Lord of the Flies with LED Lighting

The "what if" at the heart of Voyagers is classic science fiction. Earth is dying, so we send a group of genetically engineered, super-intelligent kids on an 86-year journey to colonize a new planet. They won’t live to see the destination; their grandchildren will. To keep them from killing each other or getting distracted by things like "emotions" or "puberty," the mission director—played with a weary, fatherly melancholy by Colin Farrell (The Lobster, The Batman)—gives them "The Blue." It’s a daily supplement that suppresses desire, aggression, and basically anything that makes life worth living.

Of course, they stop taking it. Once Tye Sheridan (Ready Player One) and Fionn Whitehead (Dunkirk) discover the ruse, the ship goes from a disciplined laboratory to a pressure cooker. This is where the film earns its "Lord of the Flies in space" reputation.

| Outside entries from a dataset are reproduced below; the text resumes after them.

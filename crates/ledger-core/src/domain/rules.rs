//! # Validation & Rules Engine
//!
//! Shared predicates used by the operation handlers in
//! [`crate::service`]. Pure functions over already-fetched entities; no
//! state-store access happens here.

use ledger_types::{Account, Balance, LedgerError, Token, TokenStatus};

/// Manager must exist and the signer must hold its public key.
pub fn manager_only(manager: &Option<Account>, signer: &str) -> Result<(), LedgerError> {
    let manager = manager
        .as_ref()
        .ok_or_else(|| LedgerError::NotFound("manager not registered".into()))?;
    if manager.public_key != signer {
        return Err(LedgerError::Forbidden(format!(
            "account {signer} does not hold the manager role"
        )));
    }
    Ok(())
}

/// Issuer must exist; returns it for convenience.
pub fn require_issuer(issuer: &Option<Account>) -> Result<&Account, LedgerError> {
    issuer
        .as_ref()
        .ok_or_else(|| LedgerError::NotFound("issuer not registered".into()))
}

/// A Manager/Issuer singleton must not already be populated.
pub fn singleton_absent(existing: &Option<Account>, what: &str) -> Result<(), LedgerError> {
    if let Some(account) = existing {
        return Err(LedgerError::Conflict(format!(
            "{what} already exists: {}",
            account.name
        )));
    }
    Ok(())
}

/// An account must not already exist at this address.
pub fn account_absent(existing: &Option<Account>) -> Result<(), LedgerError> {
    if let Some(account) = existing {
        return Err(LedgerError::Conflict(format!(
            "account already exists: {}",
            account.name
        )));
    }
    Ok(())
}

/// An account must exist; returns it for convenience.
pub fn require_account<'a>(
    account: &'a Option<Account>,
    pkey: &str,
) -> Result<&'a Account, LedgerError> {
    account
        .as_ref()
        .ok_or_else(|| LedgerError::NotFound(format!("account not registered: {pkey}")))
}

/// A token must not already be issued.
pub fn token_absent(existing: &Option<Token>, name: &str) -> Result<(), LedgerError> {
    if existing.is_some() {
        return Err(LedgerError::Conflict(format!(
            "token already issued: {name}"
        )));
    }
    Ok(())
}

/// A token must exist; returns it for convenience.
pub fn require_token<'a>(token: &'a Option<Token>, name: &str) -> Result<&'a Token, LedgerError> {
    token
        .as_ref()
        .ok_or_else(|| LedgerError::NotFound(format!("token not issued: {name}")))
}

/// A token must be ACTIVE.
pub fn token_active(token: &Token) -> Result<(), LedgerError> {
    match token.status {
        TokenStatus::Active => Ok(()),
        TokenStatus::Inactive => Err(LedgerError::InactiveToken(format!(
            "token has INACTIVE status: {}",
            token.name
        ))),
    }
}

/// An amount must be strictly positive.
pub fn positive_amount(amount: f64) -> Result<(), LedgerError> {
    if amount > 0.0 {
        Ok(())
    } else {
        Err(LedgerError::InvalidAmount(
            "cannot use a negative or zero value".into(),
        ))
    }
}

/// A balance must exist; returns it for convenience.
pub fn require_balance<'a>(
    balance: &'a Option<Balance>,
    pkey: &str,
) -> Result<&'a Balance, LedgerError> {
    balance
        .as_ref()
        .ok_or_else(|| LedgerError::NotFound(format!("no balance: {pkey}")))
}

/// A balance must cover `amount`.
pub fn sufficient_balance(balance: &Balance, amount: f64) -> Result<(), LedgerError> {
    if balance.asset.total_supply < amount {
        return Err(LedgerError::InvalidAmount(
            "not enough balance for the transfer".into(),
        ));
    }
    Ok(())
}

/// The endorsement gate for TRANSFER. Evaluated as an ordered
/// cascade; the first matching rule wins. Do not reorder or collapse
/// these checks into a single table — rule 2 can allow even when rule 1
/// would have denied, which only holds if 1 runs first.
pub fn transfer_allowed(receiver: &Account, token: &Token) -> Result<(), LedgerError> {
    // 1. Blacklisted receiver is always denied.
    if receiver.endorsement.iter().any(|a| a.key == "blacklist") {
        return Err(LedgerError::NotEndorsed("account is on blacklist".into()));
    }

    // 2. Token opted into blanket transfer endorsement.
    let basic_attrs_allow = token.attributes.iter().any(|a| {
        a.key == "basicattributes"
            && a.value.iter().any(|v| {
                v.key == "transferendorsement" && v.value.eq_ignore_ascii_case("true")
            })
    });
    if basic_attrs_allow {
        return Ok(());
    }

    // 3. Whitelisted receiver.
    if receiver.endorsement.iter().any(|a| a.key == "whitelist") {
        return Ok(());
    }

    // 4/5. Token-level endorsement immutable.
    if let Some(endorsement) = token.immutables.iter().find(|a| a.key == "endorsement") {
        if endorsement.value.is_empty() {
            return Ok(());
        }
        let allowed = endorsement
            .value
            .iter()
            .any(|token_item| receiver.endorsement.iter().any(|acc_item| acc_item.key == token_item.key));
        return if allowed {
            Ok(())
        } else {
            Err(LedgerError::NotEndorsed(
                "account is not endorsed for this token".into(),
            ))
        };
    }

    // 6. No policy in effect: allow.
    Ok(())
}

#[cfg(test)]
mod tests {
    use super::*;
    use ledger_types::{Attribute, AttributeValue};

    fn account(endorsement: Vec<Attribute>) -> Account {
        Account {
            public_key: "pk".into(),
            name: "acc".into(),
            endorsement,
        }
    }

    fn token(attributes: Vec<Attribute>, immutables: Vec<Attribute>) -> Token {
        Token {
            name: "T".into(),
            issuer_pkey: "issuer".into(),
            total_supply: 100.0,
            status: TokenStatus::Active,
            attributes,
            immutables,
        }
    }

    #[test]
    fn blacklist_denies_even_if_also_whitelisted() {
        let receiver = account(vec![Attribute::flag("blacklist"), Attribute::flag("whitelist")]);
        let tok = token(vec![], vec![]);
        assert!(matches!(
            transfer_allowed(&receiver, &tok),
            Err(LedgerError::NotEndorsed(_))
        ));
    }

    #[test]
    fn basic_attributes_endorsement_allows_even_without_whitelist() {
        let receiver = account(vec![]);
        let tok = token(
            vec![Attribute {
                key: "basicattributes".into(),
                value: vec![AttributeValue {
                    key: "transferendorsement".into(),
                    value: "TRUE".into(),
                }],
            }],
            vec![],
        );
        assert!(transfer_allowed(&receiver, &tok).is_ok());
    }

    #[test]
    fn whitelist_allows() {
        let receiver = account(vec![Attribute::flag("whitelist")]);
        let tok = token(vec![], vec![]);
        assert!(transfer_allowed(&receiver, &tok).is_ok());
    }

    #[test]
    fn empty_endorsement_immutable_allows_anyone() {
        let receiver = account(vec![]);
        let tok = token(vec![], vec![Attribute::flag("endorsement")]);
        assert!(transfer_allowed(&receiver, &tok).is_ok());
    }

    #[test]
    fn populated_endorsement_immutable_requires_matching_key() {
        let tok = token(
            vec![],
            vec![Attribute {
                key: "endorsement".into(),
                value: vec![AttributeValue {
                    key: "partner".into(),
                    value: String::new(),
                }],
            }],
        );
        let matching_receiver = account(vec![Attribute::flag("partner")]);
        assert!(transfer_allowed(&matching_receiver, &tok).is_ok());

        let non_matching_receiver = account(vec![Attribute::flag("stranger")]);
        assert!(matches!(
            transfer_allowed(&non_matching_receiver, &tok),
            Err(LedgerError::NotEndorsed(_))
        ));
    }

    #[test]
    fn no_policy_allows_by_default() {
        let receiver = account(vec![]);
        let tok = token(vec![], vec![]);
        assert!(transfer_allowed(&receiver, &tok).is_ok());
    }
}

Without the drug, these kids experience their first taste of lust, anger, and fear all at once. It should be explosive, but for a long time, it just feels… quiet. Voyagers is essentially the most expensive ASMR video ever made about teenagers breathing heavily in hallways.

Primal Urges in a Vacuum

Scene from Voyagers

The cast does a lot of heavy lifting here. Tye Sheridan plays Christopher with a grounded, "nice guy" energy that serves as the film’s moral North Star. Opposite him, Fionn Whitehead is absolutely magnetic as Zac. While everyone else is trying to figure out how to feel, Zac decides that feeling "powerful" is the only thing that matters. He’s the first to realize that in a closed system with no rules, the loudest voice wins. Lily-Rose Depp (The Idol) rounds out the trio as Sela, though she often feels more like a prize to be won than a character with her own agency, which is one of the film’s more frustrating tropes.

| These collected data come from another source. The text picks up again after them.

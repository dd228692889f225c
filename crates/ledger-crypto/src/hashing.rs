//! SHA-512 address hashing.
//!
//! The registry's address scheme (see `ledger-core::address`) is specified
//! in terms of lowercase hex of SHA-512 digests, sliced by hex character
//! count rather than by byte. All address derivation goes through
//! [`sha512_hex`] so there is exactly one place that picks the digest
//! algorithm.

use sha2::{Digest, Sha512};

/// Lowercase hex of the SHA-512 digest of `input`.
///
/// Always 128 hex characters (64 bytes). Address derivation slices this
/// string by hex-character count, not by byte, so callers should treat the
/// return value as a string, never reinterpret it as raw bytes.
#[must_use]
pub fn sha512_hex(input: &str) -> String {
    let digest = Sha512::digest(input.as_bytes());
    hex::encode(digest)
}

#[cfg(test)]
mod tests {
    use super::*;

    #[test]
    fn hex_output_is_128_chars() {
        assert_eq!(sha512_hex("da").len(), 128);
    }

    #[test]
    fn deterministic_across_calls() {
        assert_eq!(sha512_hex("hello"), sha512_hex("hello"));
    }

    #[test]
    fn distinct_inputs_distinct_digests() {
        assert_ne!(sha512_hex("a"), sha512_hex("b"));
    }
}
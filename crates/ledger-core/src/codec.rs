//! # Codec
//!
//! Canonical binary encoding for payloads and entities. `bincode` encodes
//! struct fields in declaration order with no self-describing framing, so
//! the same value always produces the same bytes — required determinism,
//! since the encoded form of an entity participates in address-keyed
//! state equality.

use ledger_types::LedgerError;
use serde::{de::DeserializeOwned, Serialize};

use crate::ports::inbound::Payload;

/// Encode any codec-eligible value (a [`Payload`] or an entity) to its
/// canonical byte representation.
pub fn encode<T: Serialize>(value: &T) -> Result<Vec<u8>, LedgerError> {
    bincode::serialize(value).map_err(|e| LedgerError::BadPayload(e.to_string()))
}

/// Decode a value previously produced by [`encode`].
pub fn decode<T: DeserializeOwned>(bytes: &[u8]) -> Result<T, LedgerError> {
    bincode::deserialize(bytes).map_err(|e| LedgerError::BadPayload(e.to_string()))
}

/// Decode a submitted transaction's raw payload bytes into a [`Payload`].
///
/// Fails with `BadPayload` when the bytes don't decode to a recognized
/// tag — an unrecognized discriminant is an `Unhandled` case at the wire
/// boundary, since the in-memory `Payload` enum itself is matched
/// exhaustively and has no `Unhandled` arm.
pub fn decode_payload(bytes: &[u8]) -> Result<Payload, LedgerError> {
    decode(bytes)
}

/// Encode a [`Payload`] to its canonical wire bytes.
pub fn encode_payload(payload: &Payload) -> Result<Vec<u8>, LedgerError> {
    encode(payload)
}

The production design by Scott Chambliss is the real star. The ship, the Humanitas, is a masterpiece of claustrophobia. It’s built to be functional and boring, which makes the eventual descent into chaos feel even more transgressive. When the characters start running through the corridors, sweating and screaming, it feels like they’re literally defiling the set. Enrique Chediak’s cinematography captures this shift beautifully, moving from steady, clinical shots to a jittery, handheld energy as the social order breaks down.

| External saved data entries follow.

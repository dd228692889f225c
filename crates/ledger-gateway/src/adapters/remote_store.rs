//! HTTP-backed [`StateStore`] for an external state-store RPC boundary:
//! a 3-second per-call timeout, fatal on overrun.
//!
//! Addresses are opaque hex strings already; raw bytes are hex-encoded
//! over the wire to keep the request/response bodies plain JSON, the
//! same encoding `ledger_core::address` uses internally.

use std::time::Duration;

use ledger_core::ports::outbound::StateStore;
use ledger_types::LedgerError;
use serde::{Deserialize, Serialize};

const CALL_TIMEOUT: Duration = Duration::from_secs(3);

/// Talks to a remote key/value state store over HTTP.
///
/// `base_url` is expected to serve `GET {base}/state/:address` and
/// `POST {base}/state/batch`. Any transport failure or timeout surfaces
/// as [`LedgerError::InternalError`] — a store timeout is a fatal
/// transaction error, not a retryable one.
pub struct RemoteStateStore {
    http: reqwest::blocking::Client,
    base_url: String,
}

#[derive(Serialize)]
struct Entry {
    address: String,
    value_hex: String,
}

#[derive(Serialize)]
struct SetManyRequest {
    entries: Vec<Entry>,
}

#[derive(Deserialize)]
struct GetResponse {
    value_hex: Option<String>,
}

impl RemoteStateStore {
    /// Build a client targeting `base_url`, timing out every call after
    /// 3 seconds.
    pub fn new(base_url: impl Into<String>) -> Result<Self, LedgerError> {
        let http = reqwest::blocking::Client::builder()
            .timeout(CALL_TIMEOUT)
            .build()
            .map_err(|err| LedgerError::InternalError(err.to_string()))?;
        Ok(Self {
            http,
            base_url: base_url.into(),
        })
    }
}

impl StateStore for RemoteStateStore {
    fn get(&self, address: &str) -> Result<Option<Vec<u8>>, LedgerError> {
        let url = format!("{}/state/{address}", self.base_url);
        let response = self
            .http
            .get(url)
            .send()
            .map_err(|err| LedgerError::InternalError(err.to_string()))?;

        if response.status() == reqwest::StatusCode::NOT_FOUND {
            return Ok(None);
        }
        if !response.status().is_success() {
            return Err(LedgerError::InternalError(format!(
                "state store returned {}",
                response.status()
            )));
        }

        let body: GetResponse = response
            .json()
            .map_err(|err| LedgerError::InternalError(err.to_string()))?;
        body.value_hex
            .map(|hex| hex::decode(hex).map_err(|err| LedgerError::InternalError(err.to_string())))
            .transpose()
    }

    fn set_many(&self, entries: Vec<(String, Vec<u8>)>) -> Result<(), LedgerError> {
        let request = SetManyRequest {
            entries: entries
                .into_iter()
                .map(|(address, bytes)| Entry {
                    address,
                    value_hex: hex::encode(bytes),
                })
                .collect(),
        };
        let url = format!("{}/state/batch", self.base_url);
        let response = self
            .http
            .post(url)
            .json(&request)
            .send()
            .map_err(|err| LedgerError::InternalError(err.to_string()))?;

        if !response.status().is_success() {
            return Err(LedgerError::InternalError(format!(
                "state store returned {}",
                response.status()
            )));
        }
        Ok(())
    }
}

Why it Vanished into the Void

Despite a solid premise and a talented young cast, Voyagers bombed spectacularly, recouping only about $4 million of its $20 million budget. It’s easy to see why it didn't spark a cultural conversation. In a post-#MeToo and post-pandemic world, the film’s exploration of toxic masculinity and mob mentality felt a bit "Science Fiction 101." We were already living through those conversations in real-time on social media; we didn't necessarily need a sanitized, sci-fi version of them.

Scene from Voyagers

Interestingly, the film was shot back in 2019 in Romania. By the time it actually hit screens, the "YA Dystopia" trend—which director Neil Burger helped fuel with Divergent—was well and truly dead. Voyagers feels like a relic from 2014 that accidentally stumbled into the 2020s and forgot to bring a personality. It’s too "hard sci-fi" to be a popcorn thriller, but too shallow to be a philosophical masterpiece like Alex Garland’s Ex Machina.

There are flashes of brilliance, though. A sequence involving a repair mission outside the ship provides a genuine sense of vertigo, and the score by Trevor Gureckis does a fantastic job of building a sense of creeping dread. It’s a film that works best if you view it as a mood piece rather than a profound statement on human nature.

5.5 /10

Mixed Bag

Ultimately, Voyagers is a fascinating failure. It’s a handsome, well-acted movie that simply doesn’t have much new to say about the "primitive nature" it claims to explore. It’s the kind of film you find on a streaming service on a rainy Sunday and don't regret watching, but you likely won't remember the characters' names by Tuesday. If you're a fan of clinical sci-fi aesthetics or want to see Fionn Whitehead chew some scenery, it's worth the 108 minutes. Just don't expect it to change your worldview—or your grocery list.